Everyone, and no-one.
Mr
Sims said among the many reasons why bills have gone up, multiple
governments have made poor decisions over the years that have
contributed to ripping off consumers.
Then there's market concentration in some parts of Australia, confusing bills, and the gold-plating of the energy network.
"They've
gone up because costs have increased right across the board — the costs
of the poles and wires, retailer costs, retailer behaviour in the sense
of deliberately confusing offers for customers," Mr Sims told the ABC.
"We've got a lot of costs imposed into the system, the market's too concentrated and we've had some unfortunate behaviour by retailers."
So how can bills come down?
The ACCC reckons if all of its recommendations are adopted, people will save at least 20 to 25 per cent on their bills.
But it says many people, including small and large businesses, could save much more.
The biggest change to ensure this would require a base or "default" price for power in each jurisdiction.
"[It's]
really important. We're suggesting the default offer that's in the
market be regulated by the Australian Energy Regulator and that all
discounts have to come off a common base," Mr Sims said.
"That will mean you'll get clearer marketing to consumers, and therefore they'll be better placed to take up better offers.
"But for those people stranded on very high offers, those prices will automatically come down."
Mr Sims said part of the problem was that people were sold energy
deals, and were then taken advantage of if they didn't stay on top of
their bills or shop around.
"We are going to end that by having
the Australian Energy Regulator set the price for those who don't engage
in the market, and it will be the base from which discounts occur," he
said.
"So when a customer sees a discount of 20 per cent from one
player and 15 per cent from another player, they have every confidence
the 20 per cent discount is the best offer."
The ACCC said another
key way to slash bills would be for governments to fund the write-down
of network assets, such as the poles and wires.
Tony Wood from the Grattan Institute said that was a good idea.
"I
think this is heading in the right direction because the network prices
constitute more than 40 per cent of the end-user bill, both for
households and small businesses," he said.
My power bill is confusing.
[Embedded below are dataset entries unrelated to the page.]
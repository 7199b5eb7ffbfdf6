use crate::config::Config;
use crate::error::{ProvisionError, Result};
use std::fmt;
use std::path::{Path, PathBuf};
use std::str::FromStr;

/// Application whose model directory receives the links
#[derive(Debug, Clone, Copy, PartialEq, Eq)]
pub enum Target {
    /// AUTOMATIC1111 Stable Diffusion web UI: one flat checkpoint folder
    A1111,
    /// ComfyUI: one folder per model kind, chosen by the descriptor's `type`
    ComfyUi,
}

/// Information about a supported target application
#[derive(Debug, Clone, PartialEq, Eq)]
pub struct TargetInfo {
    pub target: Target,
    pub name: &'static str,
    pub description: &'static str,
    /// Fixed subdirectory under `models/`, or `None` when chosen per descriptor
    pub fixed_subdir: Option<&'static str>,
}

/// Registry of supported targets
pub const TARGETS: &[TargetInfo] = &[
    TargetInfo {
        target: Target::A1111,
        name: "a1111",
        description: "Stable Diffusion web UI (AUTOMATIC1111)",
        fixed_subdir: Some("Stable-diffusion"),
    },
    TargetInfo {
        target: Target::ComfyUi,
        name: "comfyui",
        description: "ComfyUI node-based UI",
        fixed_subdir: None,
    },
];

/// Model folders a stock ComfyUI install creates under `models/`
pub const COMFYUI_MODEL_FOLDERS: &[&str] = &[
    "animatediff_models",
    "animatediff_motion_lora",
    "checkpoints",
    "clip",
    "clip_vision",
    "configs",
    "controlnet",
    "diffusers",
    "diffusion_models",
    "embeddings",
    "gligen",
    "hypernetworks",
    "loras",
    "photomaker",
    "style_models",
    "text_encoders",
    "unet",
    "upscale_models",
    "vae",
    "vae_approx",
];

impl Target {
    #[must_use]
    pub fn info(self) -> &'static TargetInfo {
        TARGETS
            .iter()
            .find(|t| t.target == self)
            .unwrap_or(&TARGETS[0])
    }

    #[must_use]
    pub fn name(self) -> &'static str {
        self.info().name
    }

    /// Find target by name
    #[must_use]
    pub fn find(name: &str) -> Option<Self> {
        TARGETS
            .iter()
            .find(|t| t.name.eq_ignore_ascii_case(name))
            .map(|t| t.target)
    }

    /// Get all target names
    #[must_use]
    pub fn all_names() -> Vec<&'static str> {
        TARGETS.iter().map(|t| t.name).collect()
    }

    /// Default install root from config
    #[must_use]
    pub fn default_root(self, config: &Config) -> PathBuf {
        match self {
            Self::A1111 => config.targets.a1111_root.clone(),
            Self::ComfyUi => config.targets.comfyui_root.clone(),
        }
    }
}

impl fmt::Display for Target {
    fn fmt(&self, f: &mut fmt::Formatter<'_>) -> fmt::Result {
        f.write_str(self.name())
    }
}

impl FromStr for Target {
    type Err = String;

    fn from_str(s: &str) -> std::result::Result<Self, Self::Err> {
        Self::find(s).ok_or_else(|| {
            let names = TARGETS.iter().map(|t| t.name);
            match suggest(s, names) {
                Some(name) => format!("unknown target '{s}'. Did you mean '{name}'?"),
                None => format!(
                    "unknown target '{s}'. Must be one of: {}",
                    Self::all_names().join(", ")
                ),
            }
        })
    }
}

/// Directory convention of an installed application
#[derive(Debug, Clone)]
pub struct AppLayout {
    target: Target,
    root: PathBuf,
}

impl AppLayout {
    #[must_use]
    pub fn new(target: Target, root: impl Into<PathBuf>) -> Self {
        Self {
            target,
            root: root.into(),
        }
    }

    /// Layout rooted at the configured install directory
    #[must_use]
    pub fn from_config(target: Target, config: &Config) -> Self {
        Self::new(target, target.default_root(config))
    }

    #[must_use]
    pub const fn target(&self) -> Target {
        self.target
    }

    #[must_use]
    pub fn root(&self) -> &Path {
        &self.root
    }

    #[must_use]
    pub fn models_dir(&self) -> PathBuf {
        self.root.join("models")
    }

    /// Directory a model of the given kind is linked into
    pub fn destination_dir(&self, kind: Option<&str>) -> Result<PathBuf> {
        if let Some(subdir) = self.target.info().fixed_subdir {
            return Ok(self.models_dir().join(subdir));
        }

        let kind = kind.map(str::trim).filter(|k| !k.is_empty()).ok_or_else(|| {
            ProvisionError::Layout(format!(
                "{} models need a `type` naming the folder under models/ (e.g. checkpoints, loras)",
                self.target
            ))
        })?;

        if kind.contains(|c: char| c == '/' || c == '\\') || kind == "." || kind == ".." {
            return Err(ProvisionError::Layout(format!(
                "model type '{kind}' must be a single folder name"
            )));
        }

        if !COMFYUI_MODEL_FOLDERS.contains(&kind) {
            match suggest(kind, COMFYUI_MODEL_FOLDERS.iter().copied()) {
                Some(folder) => tracing::warn!(
                    "Model type '{kind}' is not a standard {} folder. Did you mean '{folder}'?",
                    self.target
                ),
                None => tracing::warn!(
                    "Model type '{kind}' is not a standard {} folder; creating it",
                    self.target
                ),
            }
        }

        Ok(self.models_dir().join(kind))
    }
}

/// Find closest match using Levenshtein distance
#[must_use]
pub fn suggest<'a>(name: &str, candidates: impl IntoIterator<Item = &'a str>) -> Option<&'a str> {
    if name.is_empty() {
        return None;
    }

    candidates
        .into_iter()
        .map(|c| (c, levenshtein_distance(name, c)))
        .min_by_key(|(_, dist)| *dist)
        .filter(|(_, dist)| *dist <= 2) // Only suggest if within 2 edits
        .map(|(candidate, _)| candidate)
}

/// Calculate Levenshtein distance between two strings
#[allow(clippy::needless_range_loop)]
fn levenshtein_distance(s1: &str, s2: &str) -> usize {
    let len1 = s1.chars().count();
    let len2 = s2.chars().count();

    if len1 == 0 {
        return len2;
    }
    if len2 == 0 {
        return len1;
    }

    let mut matrix = vec![vec![0; len2 + 1]; len1 + 1];

    for i in 0..=len1 {
        matrix[i][0] = i;
    }
    for j in 0..=len2 {
        matrix[0][j] = j;
    }

    for (i, c1) in s1.chars().enumerate() {
        for (j, c2) in s2.chars().enumerate() {
            let cost = usize::from(c1 != c2);
            matrix[i + 1][j + 1] = (matrix[i][j + 1] + 1)
                .min(matrix[i + 1][j] + 1)
                .min(matrix[i][j] + cost);
        }
    }

    matrix[len1][len2]
}

#[cfg(test)]
mod tests {
    use super::*;

    #[test]
    fn test_find_target() {
        assert_eq!(Target::find("a1111"), Some(Target::A1111));
        assert_eq!(Target::find("ComfyUI"), Some(Target::ComfyUi));
        assert_eq!(Target::find("invokeai"), None);
    }

    #[test]
    fn test_all_names() {
        assert_eq!(Target::all_names(), vec!["a1111", "comfyui"]);
    }

    #[test]
    fn test_parse_suggests() {
        let err = "comfyiu".parse::<Target>().unwrap_err();
        assert!(err.contains("Did you mean 'comfyui'"), "{err}");

        let err = "invalid123".parse::<Target>().unwrap_err();
        assert!(err.contains("a1111, comfyui"), "{err}");
    }

    #[test]
    fn test_a1111_ignores_type() {
        let layout = AppLayout::new(Target::A1111, "/webui");
        assert_eq!(
            layout.destination_dir(None).unwrap(),
            PathBuf::from("/webui/models/Stable-diffusion")
        );
        assert_eq!(
            layout.destination_dir(Some("loras")).unwrap(),
            PathBuf::from("/webui/models/Stable-diffusion")
        );
    }

    #[test]
    fn test_comfyui_uses_type() {
        let layout = AppLayout::new(Target::ComfyUi, "/root/comfy/ComfyUI");
        assert_eq!(
            layout.destination_dir(Some("checkpoints")).unwrap(),
            PathBuf::from("/root/comfy/ComfyUI/models/checkpoints")
        );
    }

    #[test]
    fn test_comfyui_requires_type() {
        let layout = AppLayout::new(Target::ComfyUi, "/root/comfy/ComfyUI");
        assert!(matches!(
            layout.destination_dir(None),
            Err(ProvisionError::Layout(_))
        ));
        assert!(layout.destination_dir(Some("  ")).is_err());
    }

    #[test]
    fn test_comfyui_rejects_nested_type() {
        let layout = AppLayout::new(Target::ComfyUi, "/c");
        assert!(layout.destination_dir(Some("../etc")).is_err());
        assert!(layout.destination_dir(Some("..")).is_err());
    }

    #[test]
    fn test_comfyui_allows_custom_folder() {
        let layout = AppLayout::new(Target::ComfyUi, "/c");
        assert_eq!(
            layout.destination_dir(Some("ipadapter")).unwrap(),
            PathBuf::from("/c/models/ipadapter")
        );
    }

    #[test]
    fn test_default_root_from_config() {
        let config = Config::default();
        let layout = AppLayout::from_config(Target::A1111, &config);
        assert_eq!(layout.root(), Path::new("/webui"));
    }

    #[test]
    fn test_suggest() {
        let folders = COMFYUI_MODEL_FOLDERS.iter().copied();
        assert_eq!(suggest("lora", folders.clone()), Some("loras"));
        assert_eq!(suggest("checkpoint", folders.clone()), Some("checkpoints"));
        assert_eq!(suggest("nothing-like-it", folders.clone()), None);
        assert_eq!(suggest("", folders), None);
    }

    #[test]
    fn test_levenshtein_distance() {
        assert_eq!(levenshtein_distance("", ""), 0);
        assert_eq!(levenshtein_distance("vae", "vae"), 0);
        assert_eq!(levenshtein_distance("lora", "loras"), 1);
        assert_eq!(levenshtein_distance("kitten", "sitting"), 3);
    }
}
Will this change?
Under the ACCC's recommendations, yes it will.
It recommends simple pricing, minimum payment periods, and access to
paper bills for any default offer set by the Australian Energy Regulator
(AER).
Also, if you move house and haven't contacted an energy
retailer, you would be offered that default price on power that's set by
the AER.
The ACCC report also recommends changes to marketing, so
headline discounts are set from the AER's default price and they must
include a guaranteed discount.
This is because some electricity
plans offer discounts for short periods, before going on to charge
consumers a much higher price.
In other cases, discounts apply if you pay on time and if you're late you get slapped with a fee.
Mr Wood said it was a "no-brainer" to sort out misleading practices.
"The Government has been trying to embarrass the retailers to do something about it," he said.
"They've
clearly failed to take real action so far and I think it's one that's
going to have to be tightened up — weird advertising, confusing
advertising, strange discounts no-one can understand, penalties for
paying about 24 hours late, big penalties."
What if I'm facing financial hardship due to my big bills?
The report wants concession schemes improved, including applying a means test to ensure they are targeted at those most in need.
The ACCC also suggests introducing a targeted scheme to improve energy market literacy.
It
recommends additional government funding to a value of $5 per household
in each National Energy Market (NEM) region — or $43 million across the
NEM — to assist vulnerable consumers.
What about comparison websites, do they get me a better deal?
The
ACCC said there needed to be a mandatory code for comparison websites
so offers were based on customer benefit, not commissions.
And it recommended the code should contain civil penalty provisions for any breaches.
"Comparator websites have a very mixed record and they are very costly, which adds cost into the system," Mr Sims said.
"The mandatory code means they would make their commissions clear and they would put the customer first."
I've got solar panels, what does this report mean for me?
It shows you've been getting a good deal.
But things might change pretty soon, with the report recommending subsidy schemes for solar eventually be scrapped.
The report found solar customers were paying on average $538 per year less than non-solar customers.
That suggests affordability concerns are most acute for those customers who have not, and possibly cannot, install solar panels.
The ACCC recommends changes to solar panel subsidy schemes.
"If
governments want to subsidise solar panels, that's absolutely fine, but
they should be doing it from their budgets," Mr Sims said.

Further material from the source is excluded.